Un complément sur ce dossier sans l'aborder sur le fond. Je prends acte aujourd'hui du v?u déposé, voté à l'unanimité par le Conseil du 14e arrondissement.
Je voulais simplement attirer votre attention non pas tant sur un problème d'expulsion stricto sensu puisque nous ne sommes qu'au début d'une procédure, mais sur le péril : ce bâtiment est dans un état relativement dégradé. Dans ce domaine, nous nous devons tous d'être vigilants quant à la sécurité des personnes qui l'occupent.
Un processus de relogement est lancé, je m'en félicite. Je souhaiterais que nous puissions ensemble rester très attentifs à ce que la sécurité de ces personnes ne soit à aucun moment mise en danger.
M. Christophe CARESCHE, adjoint, président. - M. CASTAGNOU rapidement.
M. Pierre CASTAGNOU, maire du 14e arrondissement. - J'ai pris bonne note de ce que nous a dit M. Jean-Yves MANO. Cela dit, parmi les bailleurs qui peuvent participer aux relogements, il y a des bailleurs sociaux entièrement privés où siègent certaines associations qui ont accepté d'étudier ces différentes demandes de relogement.
Deuxième point, je m'adresse là au Représentant de M. le Préfet, vous faites allusion à un bâtiment, un sur plusieurs, qui est celui de la ferme Montsouris.

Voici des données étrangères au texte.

use axum::{
    Json,
    extract::{Query, State},
    response::{IntoResponse, Response},
};
use storage::{
    Database,
    dto::leaderboard::{LeaderboardEntry, LeaderboardQuery},
};

use crate::error::WebError;

use super::services;

#[utoipa::path(
    get,
    path = "/api/leaderboard",
    params(LeaderboardQuery),
    responses(
        (status = 200, description = "Ranked team totals; global unless scoped by regatta_id", body = Vec<LeaderboardEntry>)
    ),
    tag = "leaderboard"
)]
pub async fn get_leaderboard(
    State(db): State<Database>,
    Query(query): Query<LeaderboardQuery>,
) -> Result<Response, WebError> {
    let ranking = services::get_leaderboard(db.pool(), query.scope()).await?;

    Ok(Json(ranking).into_response())
}
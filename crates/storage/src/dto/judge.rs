use serde::{Deserialize, Serialize};
use utoipa::ToSchema;
use validator::Validate;

use crate::models::Judge;

/// Request payload for creating a judge
#[derive(Debug, Clone, Serialize, Deserialize, Validate, ToSchema)]
pub struct CreateJudgeRequest {
    #[validate(length(
        min = 1,
        max = 100,
        message = "Name must be between 1 and 100 characters"
    ))]
    pub name: String,
}

/// Response containing judge details
#[derive(Debug, Clone, Serialize, Deserialize, ToSchema)]
pub struct JudgeResponse {
    pub judge_id: i64,
    pub name: String,
    pub created_at: chrono::NaiveDateTime,
}

impl From<Judge> for JudgeResponse {
    fn from(judge: Judge) -> Self {
        Self {
            judge_id: judge.judge_id,
            name: judge.name,
            created_at: judge.created_at,
        }
    }
}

Je sais que le Préfet de police a écrit au promoteur propriétaire pour attirer son attention sur le danger que présente ce bâtiment pour les deux occupants.
Nous allons effectivement examiner la possibilité de reloger, même sur place, ces deux personnes afin que le propriétaire n'encoure pas de responsabilité pénale en la matière afin d'éviter éventuellement ce qui pourrait être un drame humain si ce bâtiment s'effondrait.
M. Christophe CARESCHE, adjoint, président. - Je mets aux voix, à main levée, le v?u.
Qui est pour ?
Qui est contre ?
Abstentions ?
Le v?u est adopté. (2003, V. 74).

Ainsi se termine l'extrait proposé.